Action & Animation Management
This week, I spent some time restructuring my code that handles actions and animations. Unlike real-time games where most (if not all) actions can happen concurrently, turn-based games rely a lot on asynchronous actions.
So firstly I added an action queue system to allow for reactions or counter-moves, i.e. actions automatically taken by a unit when triggered by another action. For example, the Storm Turret will automatically attack any enemy unit after they attack an ally and are in range. Being able to queue actions means we can now check for and queue valid reactions before advancing the turn order to the next unit.
The second thing I had to change was how the game managed animations. Projectile-based abilities (which are most of the Gunwitches's abilities) required additional code. So for example, the Explosion ability has 3 phases:
- Play the charging up animation and trigger the next phase at a certain point.
- Create the projectile (a fireball), which is then launched at the target. When the fireball hits the target, it kills itself and triggers the next phase.
- Play the explosion animation and show damage animation and damage numbers. After all animations are complete, proceed.
This is the first multi-element VFX I composed myself without explicitly following any tutorials, so I'm pretty proud of it. I started by researching and viewing whatever examples I could find from other games and some VFX artists online to get inspiration and form a rough idea of how I want the effect to look like. Then I slowly figured out how to produce the effect by looking up different tutorials.

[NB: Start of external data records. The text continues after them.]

use std::time::{Duration, Instant};

use super::error::ProbeError;

/// What a transport saw once the response headers arrived.
#[derive(Debug, Clone, Copy)]
pub struct Head {
    pub status: u16,
    pub received_at: Instant,
}

/// A completed request: status and time to headers.
#[derive(Debug, Clone, Copy, PartialEq, Eq)]
pub struct Reply {
    pub status: u16,
    pub elapsed: Duration,
}

/// The result of probing one location.
///
/// Either a [`Reply`] or a [`ProbeError`], never both. `location` holds the
/// canonical URL on success and the caller's input verbatim on failure.
#[derive(Debug)]
pub struct Outcome {
    pub location: String,
    pub result: Result<Reply, ProbeError>,
}

impl Outcome {
    pub fn success(location: String, reply: Reply) -> Self {
        Self {
            location,
            result: Ok(reply),
        }
    }

    pub fn failure(location: String, error: ProbeError) -> Self {
        Self {
            location,
            result: Err(error),
        }
    }

    /// HTTP status, or `0` when the request failed.
    pub fn status_code(&self) -> u16 {
        self.result.as_ref().map(|r| r.status).unwrap_or(0)
    }

    /// Time to response headers, or zero when the request failed.
    pub fn elapsed(&self) -> Duration {
        self.result
            .as_ref()
            .map(|r| r.elapsed)
            .unwrap_or(Duration::ZERO)
    }

    pub fn error(&self) -> Option<&ProbeError> {
        self.result.as_ref().err()
    }
}

#[cfg(test)]
pub mod test {
    use super::*;

    #[test]
    fn test_failure_zeroes_status_and_elapsed() {
        let source = url::Url::parse("").unwrap_err();
        let outcome = Outcome::failure(
            String::new(),
            ProbeError::InvalidUri {
                location: String::new(),
                source,
            },
        );
        assert!(outcome.error().is_some());
        assert_eq!(outcome.status_code(), 0);
        assert_eq!(outcome.elapsed(), Duration::ZERO);
    }

    #[test]
    fn test_success_exposes_reply() {
        let reply = Reply {
            status: 204,
            elapsed: Duration::from_millis(12),
        };
        let outcome = Outcome::success("http://example.test/".to_string(), reply);
        assert!(outcome.error().is_none());
        assert_eq!(outcome.status_code(), 204);
        assert_eq!(outcome.elapsed(), Duration::from_millis(12));
    }
}
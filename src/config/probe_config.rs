use serde::Deserialize;

/// A YAML file listing extra locations to probe.
///
/// ```yaml
/// targets:
///   - url: https://www.example.com
///   - url: http://localhost:8080/health
/// ```
#[derive(Debug, Clone, Deserialize)]
pub struct TargetsFile {
    #[serde(default)]
    pub targets: Vec<TargetConfig>,
}

/// A single target entry.
#[derive(Debug, Clone, Deserialize)]
pub struct TargetConfig {
    /// Location to probe, validated only when it is probed.
    pub url: String,
}

impl TargetsFile {
    pub fn locations(self) -> impl Iterator<Item = String> {
        self.targets.into_iter().map(|t| t.url)
    }
}

#[cfg(test)]
pub mod test {
    use super::*;

    #[test]
    fn test_targets_deserialization() {
        let yaml = r#"
                    targets:
                        - url: https://www.google.com
                        - url: not even a url
                    "#;

        let file: TargetsFile = serde_yaml::from_str(yaml).expect("Invalid YAML");
        let locations: Vec<String> = file.locations().collect();
        assert_eq!(locations, vec!["https://www.google.com", "not even a url"]);
    }

    #[test]
    fn test_missing_targets_key_is_empty() {
        let file: TargetsFile = serde_yaml::from_str("{}").expect("Invalid YAML");
        assert!(file.targets.is_empty());
    }

    #[test]
    fn test_target_without_url_is_rejected() {
        let yaml = "targets:\n  - accepted_status_codes: [200]\n";
        assert!(serde_yaml::from_str::<TargetsFile>(yaml).is_err());
    }
}
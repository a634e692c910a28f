//! A client for the daemon's control protocol. Connects, performs the
//! handshake, and spawns a receiver thread that hands every subsequent byte
//! to a caller-supplied sink. The sink must not block — there is no
//! buffering between the socket and the sink beyond what the OS provides.
//!
//! `Input` frames carry UTF-8 text. A client with arbitrary (possibly
//! non-UTF-8) bytes to send must not wrap them in a `connect` handshake at
//! all: send them as the very first message before any control frame is
//! recognized is not supported, and no raw-mode escape hatch exists in this
//! library — see `BadControlFrame` in `crate::error` and SPEC_FULL.md's
//! Open Question on this asymmetry. Use `ptyattach`'s approach (forwarding
//! stdin bytes as UTF-8-lossy `Input` frames) as the reference pattern.

use std::io::{Read, Write};
use std::os::unix::net::UnixStream;
use std::path::Path;
use std::sync::atomic::{AtomicBool, Ordering};
use std::sync::Arc;
use std::thread::{self, JoinHandle};

use crate::error::{PtyMasterError, Result};
use crate::protocol::ControlFrame;

const HANDSHAKE_BUF: usize = 1024;
const RECEIVE_CHUNK: usize = 4096;

/// Receives bytes pushed by the daemon after a successful connect.
pub trait Sink: Send + 'static {
    fn on_data(&mut self, data: &[u8]);
}

impl<F: FnMut(&[u8]) + Send + 'static> Sink for F {
    fn on_data(&mut self, data: &[u8]) {
        self(data)
    }
}

pub struct PtyClient {
    stream: UnixStream,
    running: Arc<AtomicBool>,
    receiver: Option<JoinHandle<()>>,
}

impl PtyClient {
    /// Connects to `endpoint`, joins `session_id`, and starts forwarding
    /// every byte the daemon sends to `sink` on a background thread.
    pub fn connect(endpoint: impl AsRef<Path>, session_id: &str, sink: impl Sink) -> Result<Self> {
        let mut stream = UnixStream::connect(endpoint.as_ref())
            .map_err(|err| PtyMasterError::HandshakeFailed(err.to_string()))?;

        let frame = ControlFrame::connect(session_id).encode()?;
        stream.write_all(&frame)?;

        let mut buf = [0u8; HANDSHAKE_BUF];
        let n = stream.read(&mut buf)?;
        if n == 0 {
            return Err(PtyMasterError::HandshakeFailed(
                "daemon closed the connection during handshake".to_string(),
            ));
        }
        match ControlFrame::decode(&buf[..n]) {
            Ok(ControlFrame::Connected { .. }) => {}
            _ => {
                return Err(PtyMasterError::HandshakeFailed(
                    "expected a connected frame".to_string(),
                ))
            }
        }

        let running = Arc::new(AtomicBool::new(true));
        let receiver = spawn_receiver(stream.try_clone()?, Arc::clone(&running), sink);

        Ok(PtyClient {
            stream,
            running,
            receiver: Some(receiver),
        })
    }

    pub fn send_input(&mut self, data: &str) -> Result<()> {
        let frame = ControlFrame::input(data).encode()?;
        self.stream.write_all(&frame)?;
        Ok(())
    }

    pub fn send_resize(&mut self, rows: u16, cols: u16) -> Result<()> {
        let frame = ControlFrame::resize(rows, cols).encode()?;
        self.stream.write_all(&frame)?;
        Ok(())
    }

    /// Stops the receiver thread and closes the socket. Safe to call more
    /// than once.
    pub fn disconnect(&mut self) {
        self.running.store(false, Ordering::SeqCst);
        let _ = self.stream.shutdown(std::net::Shutdown::Both);
        if let Some(handle) = self.receiver.take() {
            let _ = handle.join();
        }
    }
}

impl Drop for PtyClient {
    fn drop(&mut self) {
        self.disconnect();
    }
}

fn spawn_receiver(
    mut stream: UnixStream,
    running: Arc<AtomicBool>,
    mut sink: impl Sink,
) -> JoinHandle<()> {
    thread::spawn(move || {
        let mut buf = [0u8; RECEIVE_CHUNK];
        while running.load(Ordering::SeqCst) {
            match stream.read(&mut buf) {
                Ok(0) => break,
                Ok(n) => sink.on_data(&buf[..n]),
                Err(ref err)
                    if err.kind() == std::io::ErrorKind::Interrupted
                        || err.kind() == std::io::ErrorKind::WouldBlock => {}
                Err(_) => break,
            }
        }
    })
}

#[cfg(test)]
mod tests {
    use super::*;
    use std::sync::mpsc;

    #[test]
    fn handshake_failure_surfaces_when_endpoint_is_missing() {
        let missing = std::env::temp_dir().join("ptymaster-test-missing.sock");
        let (tx, _rx) = mpsc::channel::<Vec<u8>>();
        let result = PtyClient::connect(&missing, "default", move |data: &[u8]| {
            let _ = tx.send(data.to_vec());
        });
        assert!(result.is_err());
    }
}
//! PTY allocation and raw-mode configuration for the session's slave side.

use std::os::fd::{AsRawFd, BorrowedFd, OwnedFd, RawFd};

use nix::pty::{openpty, OpenptyResult};
use nix::sys::termios::{self, InputFlags, LocalFlags, OutputFlags, SetArg, SpecialCharacterIndices};

use crate::error::{PtyMasterError, Result};

pub struct PtyPair {
    pub master: OwnedFd,
    pub slave: OwnedFd,
}

/// Allocates a fresh PTY pair and puts the slave side in raw mode per
/// SPEC_FULL.md §4.1: no echo, no canonical editing, no signal generation,
/// 8-bit clean, `VMIN=1`/`VTIME=0`.
pub fn allocate(rows: u16, cols: u16) -> Result<PtyPair> {
    let OpenptyResult { master, slave } =
        openpty(None, None).map_err(|_| PtyMasterError::PtyAllocFailed)?;
    set_raw_mode(slave.as_raw_fd())?;
    set_window_size(slave.as_raw_fd(), rows, cols)?;
    Ok(PtyPair { master, slave })
}

fn set_raw_mode(fd: RawFd) -> Result<()> {
    let borrowed = unsafe { BorrowedFd::borrow_raw(fd) };
    let mut attrs = termios::tcgetattr(borrowed)?;

    attrs.input_flags.remove(
        InputFlags::IGNBRK
            | InputFlags::BRKINT
            | InputFlags::PARMRK
            | InputFlags::ISTRIP
            | InputFlags::INLCR
            | InputFlags::IGNCR
            | InputFlags::ICRNL
            | InputFlags::IXON,
    );
    attrs.output_flags.remove(OutputFlags::OPOST);
    attrs.local_flags.remove(
        LocalFlags::ECHO
            | LocalFlags::ECHONL
            | LocalFlags::ICANON
            | LocalFlags::ISIG
            | LocalFlags::IEXTEN,
    );
    attrs.control_flags.remove(termios::ControlFlags::PARENB);
    attrs.control_flags.insert(termios::ControlFlags::CS8);
    attrs.control_chars[SpecialCharacterIndices::VMIN as usize] = 1;
    attrs.control_chars[SpecialCharacterIndices::VTIME as usize] = 0;

    termios::tcsetattr(borrowed, SetArg::TCSANOW, &attrs)?;
    Ok(())
}

/// Propagates a window-size change onto a PTY fd (slave or master, both
/// accept `TIOCSWINSZ`).
pub fn set_window_size(fd: RawFd, rows: u16, cols: u16) -> Result<()> {
    let size = libc::winsize {
        ws_row: rows,
        ws_col: cols,
        ws_xpixel: 0,
        ws_ypixel: 0,
    };
    let ret = unsafe { libc::ioctl(fd, libc::TIOCSWINSZ, &size) };
    if ret != 0 {
        return Err(PtyMasterError::Io(std::io::Error::last_os_error()));
    }
    Ok(())
}
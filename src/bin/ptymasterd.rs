use std::path::PathBuf;

use clap::Parser;
use ptymaster::daemon::{Daemon, DEFAULT_SOCKET_PATH};
use tracing_subscriber::EnvFilter;

/// A local PTY multiplexer daemon: one shell per session, many attached
/// clients, over a Unix socket.
#[derive(Parser, Debug)]
#[command(name = "ptymasterd", version, about)]
struct Cli {
    /// Path to the listening Unix socket.
    #[arg(long, default_value = DEFAULT_SOCKET_PATH)]
    socket: PathBuf,

    /// Shell to exec for new sessions. Defaults to $SHELL, then /bin/bash.
    #[arg(long)]
    shell: Option<String>,

    /// Raise log verbosity (-v, -vv).
    #[arg(short, long, action = clap::ArgAction::Count)]
    verbose: u8,
}

fn main() {
    let cli = Cli::parse();
    init_tracing(cli.verbose);

    let shell = cli
        .shell
        .or_else(|| std::env::var("SHELL").ok())
        .unwrap_or_else(|| "/bin/bash".to_string());

    let daemon = Daemon::new(cli.socket, shell);
    let handle = daemon.handle();

    if let Err(err) = ctrlc::set_handler(move || {
        handle.stop();
    }) {
        tracing::warn!(error = %err, "failed to install signal handler");
    }

    if let Err(err) = daemon.start() {
        tracing::error!(error = %err, "daemon exited with error");
        std::process::exit(1);
    }
}

fn init_tracing(verbose: u8) {
    let default_level = match verbose {
        0 => "info",
        1 => "debug",
        _ => "trace",
    };
    let filter = EnvFilter::try_from_default_env().unwrap_or_else(|_| EnvFilter::new(default_level));
    tracing_subscriber::fmt().with_env_filter(filter).init();
}
//! The daemon's wire protocol: a small set of JSON control frames interleaved
//! with opaque bytes. Client to daemon frames are `connect`, `resize`, and
//! `input`; the daemon only ever sends one frame, `connected`, before
//! switching to raw PTY output for the rest of the connection's life.

use serde::{Deserialize, Serialize};

use crate::error::{PtyMasterError, Result};

pub const MAX_FRAME_BYTES: usize = 4096;

#[derive(Debug, Clone, PartialEq, Eq, Serialize, Deserialize)]
#[serde(tag = "type", rename_all = "snake_case")]
pub enum ControlFrame {
    Connect { session_id: String },
    Connected { session_id: String },
    Resize { rows: u16, cols: u16 },
    Input { data: String },
}

impl ControlFrame {
    pub fn connect(session_id: impl Into<String>) -> Self {
        ControlFrame::Connect {
            session_id: session_id.into(),
        }
    }

    pub fn connected(session_id: impl Into<String>) -> Self {
        ControlFrame::Connected {
            session_id: session_id.into(),
        }
    }

    pub fn resize(rows: u16, cols: u16) -> Self {
        ControlFrame::Resize {
            rows: rows.clamp(1, 1000),
            cols: cols.clamp(1, 1000),
        }
    }

    pub fn input(data: impl Into<String>) -> Self {
        ControlFrame::Input { data: data.into() }
    }

    /// Serializes to a single JSON line (trailing `\n`), the shape every
    /// frame is sent in on the wire.
    pub fn encode(&self) -> Result<Vec<u8>> {
        let mut bytes = serde_json::to_vec(self)?;
        bytes.push(b'\n');
        Ok(bytes)
    }

    /// Tries to parse `bytes` as a single control frame. Callers that get
    /// `Err` should fall back to treating `bytes` as opaque PTY input rather
    /// than closing the connection — see the daemon's loop-mode dispatch.
    pub fn decode(bytes: &[u8]) -> Result<Self> {
        let trimmed = trim_trailing_newline(bytes);
        serde_json::from_slice(trimmed).map_err(|_| PtyMasterError::BadControlFrame)
    }

    /// Best-effort decode used by the daemon's loop-mode dispatch: `None`
    /// means "not a control frame, forward verbatim as raw input".
    pub fn try_decode(bytes: &[u8]) -> Option<Self> {
        Self::decode(bytes).ok()
    }
}

fn trim_trailing_newline(bytes: &[u8]) -> &[u8] {
    match bytes.split_last() {
        Some((b'\n', rest)) => rest,
        _ => bytes,
    }
}

#[cfg(test)]
mod tests {
    use super::*;

    #[test]
    fn connect_round_trips() {
        let frame = ControlFrame::connect("abc123");
        let encoded = frame.encode().unwrap();
        let decoded = ControlFrame::decode(&encoded).unwrap();
        assert_eq!(frame, decoded);
    }

    #[test]
    fn connected_round_trips() {
        let frame = ControlFrame::connected("default");
        let encoded = frame.encode().unwrap();
        assert_eq!(ControlFrame::decode(&encoded).unwrap(), frame);
    }

    #[test]
    fn resize_clamps_to_bounds() {
        let frame = ControlFrame::resize(0, u16::MAX);
        match frame {
            ControlFrame::Resize { rows, cols } => {
                assert_eq!(rows, 1);
                assert_eq!(cols, 1000);
            }
            _ => panic!("expected resize"),
        }
    }

    #[test]
    fn input_round_trips_utf8() {
        let frame = ControlFrame::input("ls -la\n");
        let encoded = frame.encode().unwrap();
        assert_eq!(ControlFrame::decode(&encoded).unwrap(), frame);
    }

    #[test]
    fn decode_wire_shapes_from_the_python_original() {
        let raw = br#"{"type":"connect","session_id":"xyz"}"#;
        assert_eq!(
            ControlFrame::decode(raw).unwrap(),
            ControlFrame::connect("xyz")
        );
    }

    #[test]
    fn garbage_bytes_fail_to_decode_and_signal_raw_fallback() {
        let raw = b"echo hi\n";
        assert!(ControlFrame::try_decode(raw).is_none());
    }

    #[test]
    fn empty_bytes_fail_to_decode() {
        assert!(ControlFrame::try_decode(b"").is_none());
    }
}
pub mod client;
pub mod daemon;
pub mod error;
pub mod protocol;
pub mod screen;
pub mod session;

pub use client::PtyClient;
pub use daemon::Daemon;
pub use error::{PtyMasterError, Result};
pub use protocol::ControlFrame;
pub use screen::ScreenBuffer;
pub use session::Session;
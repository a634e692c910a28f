//! Streaming parser for the CSI (`ESC '[' params final`) subset the screen
//! buffer understands. A regex-over-buffered-text approach can't parse a
//! sequence split across two `write` calls; this is why the state is kept
//! explicit and fed one byte at a time.

#[derive(Debug, Clone, Copy, PartialEq, Eq, Default)]
enum State {
    #[default]
    Ground,
    Escape,
    CsiParams,
}

/// One decoded step of the byte stream.
#[derive(Debug, Clone, PartialEq, Eq)]
pub enum Event {
    /// A plain byte to be written to the grid (control bytes included; the
    /// caller still has to apply `\n`/`\r`/`\b`/`\t` semantics).
    Plain(u8),
    /// A complete CSI sequence: final byte plus its numeric parameters in
    /// order, defaulted params omitted (caller applies the per-final default).
    Csi { final_byte: char, params: Vec<i64> },
    /// Byte consumed as part of an in-progress escape sequence; nothing to
    /// render yet.
    Pending,
}

#[derive(Debug, Default)]
pub struct Parser {
    state: State,
    param_buf: String,
}

impl Parser {
    pub fn new() -> Self {
        Self::default()
    }

    pub fn feed(&mut self, byte: u8) -> Event {
        match self.state {
            State::Ground => {
                if byte == 0x1b {
                    self.state = State::Escape;
                    Event::Pending
                } else {
                    Event::Plain(byte)
                }
            }
            State::Escape => {
                if byte == b'[' {
                    self.state = State::CsiParams;
                    self.param_buf.clear();
                    Event::Pending
                } else {
                    // Unsupported two-byte escape; drop back to ground and
                    // discard the ESC and this byte.
                    self.state = State::Ground;
                    Event::Pending
                }
            }
            State::CsiParams => {
                if byte.is_ascii_digit() || byte == b';' {
                    self.param_buf.push(byte as char);
                    Event::Pending
                } else if byte.is_ascii_alphabetic() {
                    // An omitted param (two adjacent `;`, or a leading/trailing
                    // one) means 0, not "absent" — it must keep its position
                    // so e.g. `1;;5` parses as `[1, 0, 5]`, not `[1, 5]`.
                    let params = if self.param_buf.is_empty() {
                        Vec::new()
                    } else {
                        self.param_buf
                            .split(';')
                            .map(|s| s.parse::<i64>().unwrap_or(0))
                            .collect()
                    };
                    self.state = State::Ground;
                    self.param_buf.clear();
                    Event::Csi {
                        final_byte: byte as char,
                        params,
                    }
                } else {
                    // Malformed sequence; abandon it.
                    self.state = State::Ground;
                    self.param_buf.clear();
                    Event::Pending
                }
            }
        }
    }
}

/// Returns `params[index]`, or `default` if the parameter was omitted or is
/// zero (CSI's convention: an explicit `0` means "use the default" for most
/// finals, e.g. `CSI 0 A` moves the cursor up by one, not by zero).
pub fn param_or(params: &[i64], index: usize, default: i64) -> i64 {
    match params.get(index) {
        Some(&value) if value != 0 => value,
        _ => default,
    }
}

#[cfg(test)]
mod tests {
    use super::*;

    fn run(bytes: &[u8]) -> Vec<Event> {
        let mut parser = Parser::new();
        bytes
            .iter()
            .map(|&byte| parser.feed(byte))
            .filter(|event| *event != Event::Pending)
            .collect()
    }

    #[test]
    fn plain_bytes_pass_through() {
        assert_eq!(run(b"AB"), vec![Event::Plain(b'A'), Event::Plain(b'B')]);
    }

    #[test]
    fn parses_cursor_up() {
        assert_eq!(
            run(b"\x1b[3A"),
            vec![Event::Csi {
                final_byte: 'A',
                params: vec![3]
            }]
        );
    }

    #[test]
    fn parses_sgr_with_no_params_as_reset() {
        assert_eq!(
            run(b"\x1b[m"),
            vec![Event::Csi {
                final_byte: 'm',
                params: vec![]
            }]
        );
    }

    #[test]
    fn parses_multi_param_cursor_position() {
        assert_eq!(
            run(b"\x1b[5;10H"),
            vec![Event::Csi {
                final_byte: 'H',
                params: vec![5, 10]
            }]
        );
    }

    #[test]
    fn split_sequence_across_two_feeds_still_parses() {
        let mut parser = Parser::new();
        let mut events = Vec::new();
        for &byte in b"\x1b[2" {
            events.push(parser.feed(byte));
        }
        for &byte in b"J" {
            events.push(parser.feed(byte));
        }
        let real: Vec<_> = events.into_iter().filter(|e| *e != Event::Pending).collect();
        assert_eq!(
            real,
            vec![Event::Csi {
                final_byte: 'J',
                params: vec![2]
            }]
        );
    }

    #[test]
    fn omitted_middle_param_keeps_its_position() {
        assert_eq!(
            run(b"\x1b[1;;5H"),
            vec![Event::Csi {
                final_byte: 'H',
                params: vec![1, 0, 5]
            }]
        );
    }

    #[test]
    fn param_or_treats_zero_as_default() {
        assert_eq!(param_or(&[0], 0, 1), 1);
        assert_eq!(param_or(&[], 0, 1), 1);
        assert_eq!(param_or(&[5], 0, 1), 5);
    }
}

One thing I spent a lot of time on was trying to get the timing to feel right. I think it's passable for now. While I'm fairly happy with the animation for charging up and the fireball, the actual explosion itself is very simple and I hope to expand on it in the future.
This week, I also started following this free tutorial series from CG Boost to finally learn how to use Blender properly (https://cgboost.com/blender-2-8-beginner-tutorial-series/). Just going through the first few videos already made me familiar enough to be confident in making simple meshes in Blender for use with my VFX.
Next week: New changes to the code probably broke some abilities, so I gotta fix that. Then I'll have to run through the current abilities and make sure they respect LoS and vertical range restrictions.
At this point, I think it'd be good to start designing the very first introductory level that's supposed to teach the player how to use Izabel, then Marika. I already have an idea in mind for the setting, so it's a matter of figuring out what sort of enemies to throw at the player - maybe the current basic melee enemies are enough, maybe not.
And if I have time, I'd like to continue learning to use Blender and try my hand at modeling Izabel's orbs...which are probably the simplest things in the game I can hope to try as a beginner.